As much as my bottle of Chanel doesn’t like me, I hold onto the fragrance because it reminds me of the sweetest moment of my life. It was given to me as part of my wedding trousseau as per Indian culture. My trousseau contained many things. Clothes, shoes, handbags and make-up to name a few. Tradition dictates that the women in the groom’s family are responsible for this very important gift for the bride. As such, everything was selected by my future mother-in-law and her niece. My husband has no sisters.
The only item sneakily chosen by my husband with the help of his even sneakier niece was the perfume. He told me afterwards that while he was happy to leave everything else to his mother, he didn’t trust her judgment in picking the right perfume. Her only indulgence when it came to scents was very strong, masculine-smelling Arabic Ouds.
When the trousseau was opened in front of me and my eyes fell on the bottle, I knew in that instant that I had found the person I was meant to be with. Not all men can pick the right fragrance for a woman. He had chosen something classic, elegant and timeless. All things that I felt I was or aspired to be. Never mind that these days most of my time is spent lounging around in my Pyjamas. Nothing classic, elegant or timeless about that.
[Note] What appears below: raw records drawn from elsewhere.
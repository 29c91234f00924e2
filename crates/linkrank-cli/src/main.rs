//! Linkrank CLI
//!
//! Estimate which pages of a link graph matter most.

use anyhow::Result;
use clap::Parser;
use linkrank_core::error::exit_codes;
use linkrank_core::{Config, LinkRankError};

mod app;
mod commands;
mod output;
mod progress;

use app::{Cli, Commands};

#[tokio::main]
async fn main() {
    let cli = Cli::parse();

    // Initialize tracing
    let level = if cli.verbose {
        tracing::Level::INFO
    } else {
        tracing::Level::WARN
    };
    tracing_subscriber::fmt()
        .with_writer(std::io::stderr)
        .with_env_filter(
            tracing_subscriber::EnvFilter::from_default_env().add_directive(level.into()),
        )
        .init();

    if let Err(e) = run(cli).await {
        eprintln!("Error: {e:#}");
        let code = e
            .downcast_ref::<LinkRankError>()
            .map(LinkRankError::exit_code)
            .unwrap_or(exit_codes::GENERAL_ERROR);
        std::process::exit(code);
    }
}

async fn run(cli: Cli) -> Result<()> {
    let config = match &cli.config {
        Some(path) => Config::load_from(path)?,
        None => Config::load()?,
    };

    match cli.command {
        Commands::Stats(args) => commands::stats::run(args, &config, cli.format).await,
        Commands::Walk(args) => commands::walk::run(args, &config, cli.format).await,
        Commands::Distribution(args) => {
            commands::distribution::run(args, &config, cli.format).await
        }
        Commands::Compare(args) => commands::compare::run(args, &config, cli.format).await,
    }
}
My body has had the pleasure of coming into contact with the orangey-gold liquid in my bottle of Chanel, only twice. On the day I received it and on my wedding day. While the fragrance itself is very light, it is such a powerful scent that the moment my nose recognises the first whiff anytime and anywhere in the world, I am immediately transported back to that moment in my past. And my heart beats just as fast and my stomach lurches just as much as it did on that day.
I take it out once in a while and sit there cradling the bottle in my hand. Reliving the sweetness of that day. Reliving the moment when I felt I had turned from a girl into a woman because I knew what love was. It was a bottle of Chanel no 5.